TASK REQUIREMENTS: Where does the word "const" occur in the material? Copy each line that has it.

---------- INFORMATION GIVEN

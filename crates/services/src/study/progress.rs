/// Aggregated view of session progress, useful for UI.
#[derive(Debug, Clone, PartialEq, Eq)]
pub struct SessionProgress {
    pub total: usize,
    pub answered: usize,
    pub remaining: usize,
    pub is_complete: bool,
}

impl SessionProgress {
    /// One-based position of the card on screen, capped at `total`.
    #[must_use]
    pub fn position(&self) -> usize {
        (self.answered + 1).min(self.total)
    }

    /// Share of the queue already answered, in `0.0..=1.0`.
    #[must_use]
    #[allow(clippy::cast_precision_loss)]
    pub fn fraction(&self) -> f64 {
        if self.total == 0 {
            return 0.0;
        }
        self.answered as f64 / self.total as f64
    }
}

/// Tally of answers given in the current run of a session.
///
/// `correct` counts successes and instant masters.
#[derive(Debug, Clone, Copy, Default, PartialEq, Eq)]
pub struct SessionStats {
    pub correct: usize,
    pub total: usize,
}

#[cfg(test)]
mod tests {
    use super::*;

    #[test]
    fn position_and_fraction_track_answers() {
        let progress = SessionProgress {
            total: 4,
            answered: 1,
            remaining: 3,
            is_complete: false,
        };
        assert_eq!(progress.position(), 2);
        assert!((progress.fraction() - 0.25).abs() < f64::EPSILON);

        let done = SessionProgress {
            total: 4,
            answered: 4,
            remaining: 0,
            is_complete: true,
        };
        assert_eq!(done.position(), 4);
    }
}
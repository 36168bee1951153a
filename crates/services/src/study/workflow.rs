use std::sync::Arc;

use prep_core::mastery::{Judgment, MasteryRecord, ProgressMap};
use prep_core::model::CardRecord;

use super::plan::{StudyPlanBuilder, StudyScope};
use super::session::StudySession;
use crate::Clock;
use crate::error::StudyError;
use crate::progress_service::ProgressStore;

/// Result of judging a single card in a session.
#[derive(Debug, Clone, PartialEq)]
pub struct StudyAnswerResult {
    pub record: MasteryRecord,
    pub progress: ProgressMap,
    pub is_complete: bool,
}

/// Orchestrates session start and persisted judging.
#[derive(Clone)]
pub struct StudyLoopService {
    clock: Clock,
    progress: Arc<ProgressStore>,
    shuffle: bool,
}

impl StudyLoopService {
    #[must_use]
    pub fn new(clock: Clock, progress: Arc<ProgressStore>) -> Self {
        Self {
            clock,
            progress,
            shuffle: true,
        }
    }

    #[must_use]
    pub fn with_shuffle(mut self, shuffle: bool) -> Self {
        self.shuffle = shuffle;
        self
    }

    #[must_use]
    pub fn progress_store(&self) -> Arc<ProgressStore> {
        Arc::clone(&self.progress)
    }

    /// Start a session over `records` restricted to `scope`.
    ///
    /// # Errors
    ///
    /// Returns `StudyError::Empty` if the scope selects no cards.
    pub async fn start_session(
        &self,
        records: &[CardRecord],
        scope: StudyScope,
    ) -> Result<StudySession, StudyError> {
        let progress = self.progress.snapshot().await;
        let plan = StudyPlanBuilder::new(&scope)
            .with_shuffle(self.shuffle)
            .build(records, &progress)?;
        tracing::debug!(
            %scope,
            cards = plan.total(),
            review_all = plan.review_all,
            "starting study session"
        );
        let session = StudySession::new(scope, plan, self.clock.now())?;
        Ok(session.with_shuffle(self.shuffle))
    }

    /// Judge the current card and persist the updated progress.
    ///
    /// # Errors
    ///
    /// Returns `StudyError::Completed` if the session is already finished.
    pub async fn judge_current(
        &self,
        session: &mut StudySession,
        judgment: Judgment,
    ) -> Result<StudyAnswerResult, StudyError> {
        let (record, progress) = session
            .judge(self.progress.as_ref(), judgment, self.clock.now())
            .await?;
        if session.is_complete() {
            let stats = session.stats();
            tracing::debug!(
                correct = stats.correct,
                total = stats.total,
                "study session complete"
            );
        }
        Ok(StudyAnswerResult {
            record,
            progress,
            is_complete: session.is_complete(),
        })
    }

    /// Run the same cards again from the top.
    pub fn restart(&self, session: &mut StudySession) {
        session.restart(self.clock.now());
    }
}
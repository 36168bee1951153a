use thiserror::Error;
use url::Url;

use crate::model::{ids::CardId, section::Section};

//
// ─── CARD TYPES ────────────────────────────────────────────────────────────────
//

/// Raw card fields as they come out of a tabular source, before validation.
#[derive(Debug, Clone, Default, PartialEq, Eq)]
pub struct CardDraft {
    pub section: String,
    pub content: String,
    pub details: String,
    pub link: Option<Url>,
}

impl CardDraft {
    /// Validate the draft into a `CardRecord`.
    ///
    /// `index` is the row position reported in errors. Text fields are trimmed.
    ///
    /// # Errors
    ///
    /// Returns `CardError::MissingContent` if the content is empty.
    pub fn validate(self, index: usize) -> Result<CardRecord, CardError> {
        let content = self.content.trim().to_owned();
        // Rows without content are dropped, so the id is always the content.
        let id = CardId::new(content.as_str()).map_err(|_| CardError::MissingContent { index })?;
        let section = Section::for_row(self.section.trim(), &content);

        Ok(CardRecord {
            id,
            section,
            content,
            details: self.details.trim().to_owned(),
            link: self.link,
        })
    }
}

/// One flashcard: the prompt (`content`), its answer (`details`), and the
/// topic section it belongs to.
///
/// `content` doubles as the key under which mastery progress is tracked.
#[derive(Debug, Clone, PartialEq, Eq)]
pub struct CardRecord {
    pub id: CardId,
    pub section: Section,
    pub content: String,
    pub details: String,
    pub link: Option<Url>,
}

impl CardRecord {
    /// Key used by the progress store for this card.
    #[must_use]
    pub fn mastery_key(&self) -> &str {
        &self.content
    }

    /// Case-insensitive match of a lowercased needle against content or section.
    #[must_use]
    pub fn matches_search(&self, needle_lower: &str) -> bool {
        needle_lower.is_empty()
            || self.content.to_lowercase().contains(needle_lower)
            || self.section.contains_ignore_case(needle_lower)
    }
}

/// Parse a reference link column. Empty cells mean "no link".
///
/// # Errors
///
/// Returns `CardError::InvalidLink` if the value is not an absolute URL.
pub fn parse_link(raw: &str) -> Result<Option<Url>, CardError> {
    let trimmed = raw.trim();
    if trimmed.is_empty() {
        return Ok(None);
    }
    Url::parse(trimmed)
        .map(Some)
        .map_err(|_| CardError::InvalidLink(trimmed.to_owned()))
}

//
// ─── CARD ERRORS ───────────────────────────────────────────────────────────────
//

#[derive(Debug, Error, Clone, PartialEq, Eq)]
#[non_exhaustive]
pub enum CardError {
    #[error("row {index} has no content")]
    MissingContent { index: usize },

    #[error("invalid reference link: {0}")]
    InvalidLink(String),
}

//
// ─── TESTS ─────────────────────────────────────────────────────────────────────
//
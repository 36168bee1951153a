//! Shared error types for the services crate.

use thiserror::Error;

use prep_core::mastery::MasteryError;
use storage::sqlite::SqliteInitError;

/// Errors emitted by `ProgressStore`.
///
/// Storage problems never show up here: reads degrade to an empty map and
/// failed writes are logged.
#[derive(Debug, Error, Clone, PartialEq, Eq)]
#[non_exhaustive]
pub enum ProgressError {
    #[error(transparent)]
    Mastery(#[from] MasteryError),
}

/// Errors emitted by `RecordLoader`.
#[derive(Debug, Error)]
#[non_exhaustive]
pub enum LoaderError {
    #[error("failed to read card data: {0}")]
    Io(#[from] std::io::Error),
    #[error("failed to parse card data: {0}")]
    Csv(#[from] csv::Error),
}

/// Errors emitted by study sessions.
#[derive(Debug, Error)]
#[non_exhaustive]
pub enum StudyError {
    #[error("no cards available for session")]
    Empty,
    #[error("session already completed")]
    Completed,
    #[error(transparent)]
    Progress(#[from] ProgressError),
}

/// Errors emitted while bootstrapping app services.
#[derive(Debug, Error)]
#[non_exhaustive]
pub enum AppServicesError {
    #[error(transparent)]
    Sqlite(#[from] SqliteInitError),
}
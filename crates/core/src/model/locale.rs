use serde::{Deserialize, Serialize};
use std::fmt;
use std::str::FromStr;
use thiserror::Error;

#[derive(Debug, Error, Clone, PartialEq, Eq)]
pub enum LocaleError {
    #[error("unsupported locale: {0}")]
    Unsupported(String),
}

/// Language of the bundled deck and of the interface strings.
#[derive(Debug, Clone, Copy, Default, PartialEq, Eq, Hash, Serialize, Deserialize)]
#[serde(rename_all = "lowercase")]
pub enum Locale {
    #[default]
    En,
    Ja,
}

impl Locale {
    pub const ALL: [Locale; 2] = [Locale::En, Locale::Ja];

    #[must_use]
    pub fn code(self) -> &'static str {
        match self {
            Locale::En => "en",
            Locale::Ja => "ja",
        }
    }

    /// The other supported language; backs the two-state language toggle.
    #[must_use]
    pub fn toggled(self) -> Self {
        match self {
            Locale::En => Locale::Ja,
            Locale::Ja => Locale::En,
        }
    }

    /// Name of this language written in itself.
    #[must_use]
    pub fn native_name(self) -> &'static str {
        match self {
            Locale::En => "English",
            Locale::Ja => "日本語",
        }
    }
}

impl fmt::Display for Locale {
    fn fmt(&self, f: &mut fmt::Formatter<'_>) -> fmt::Result {
        f.write_str(self.code())
    }
}

impl FromStr for Locale {
    type Err = LocaleError;

    fn from_str(s: &str) -> Result<Self, Self::Err> {
        match s.trim().to_ascii_lowercase().as_str() {
            "en" | "english" => Ok(Locale::En),
            "ja" | "japanese" => Ok(Locale::Ja),
            _ => Err(LocaleError::Unsupported(s.to_string())),
        }
    }
}
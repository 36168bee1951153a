use dioxus::prelude::*;
use dioxus_router::Router;

use crate::context::{AppContext, use_locale_provider};
use crate::routes::Route;

#[component]
pub fn App() -> Element {
    let ctx = use_context::<AppContext>();
    use_locale_provider(ctx.initial_locale());

    rsx! {
        document::Stylesheet { href: asset!("/assets/style.css") }

        document::Title { "Cloud Prep" }

        div { class: "app-root",
            ErrorBoundary {
                handle_error: |errors: ErrorContext| rsx! {
                    div { class: "fatal",
                        h1 { "Something went wrong" }
                        pre { "{errors:?}" }
                    }
                },
                Router::<Route> {}
            }
        }
    }
}
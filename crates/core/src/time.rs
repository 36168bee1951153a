use chrono::{DateTime, Duration, Utc};

/// Time source for services; fixed in tests so timestamps are reproducible.
#[derive(Debug, Clone, Copy, Default, PartialEq, Eq)]
pub enum Clock {
    #[default]
    System,
    Fixed(DateTime<Utc>),
}

impl Clock {
    #[must_use]
    pub fn system() -> Self {
        Self::System
    }

    #[must_use]
    pub fn fixed(at: DateTime<Utc>) -> Self {
        Self::Fixed(at)
    }

    #[must_use]
    pub fn now(&self) -> DateTime<Utc> {
        match self {
            Clock::System => Utc::now(),
            Clock::Fixed(at) => *at,
        }
    }

    /// Time elapsed since `start`, never negative.
    #[must_use]
    pub fn since(&self, start: DateTime<Utc>) -> Duration {
        (self.now() - start).max(Duration::zero())
    }
}

/// Deterministic timestamp for tests (2023-11-14T22:13:20Z).
pub const FIXED_TEST_TIMESTAMP: i64 = 1_700_000_000;

/// Returns the deterministic test timestamp.
///
/// # Panics
///
/// Panics if the fixed timestamp cannot be represented.
#[must_use]
pub fn fixed_now() -> DateTime<Utc> {
    DateTime::<Utc>::from_timestamp(FIXED_TEST_TIMESTAMP, 0)
        .expect("fixed timestamp should be valid")
}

--------------------

YOUR RESPONSE:
    pub const ALL: [Locale; 2] = [Locale::En, Locale::Ja];
pub const FIXED_TEST_TIMESTAMP: i64 = 1_700_000_000;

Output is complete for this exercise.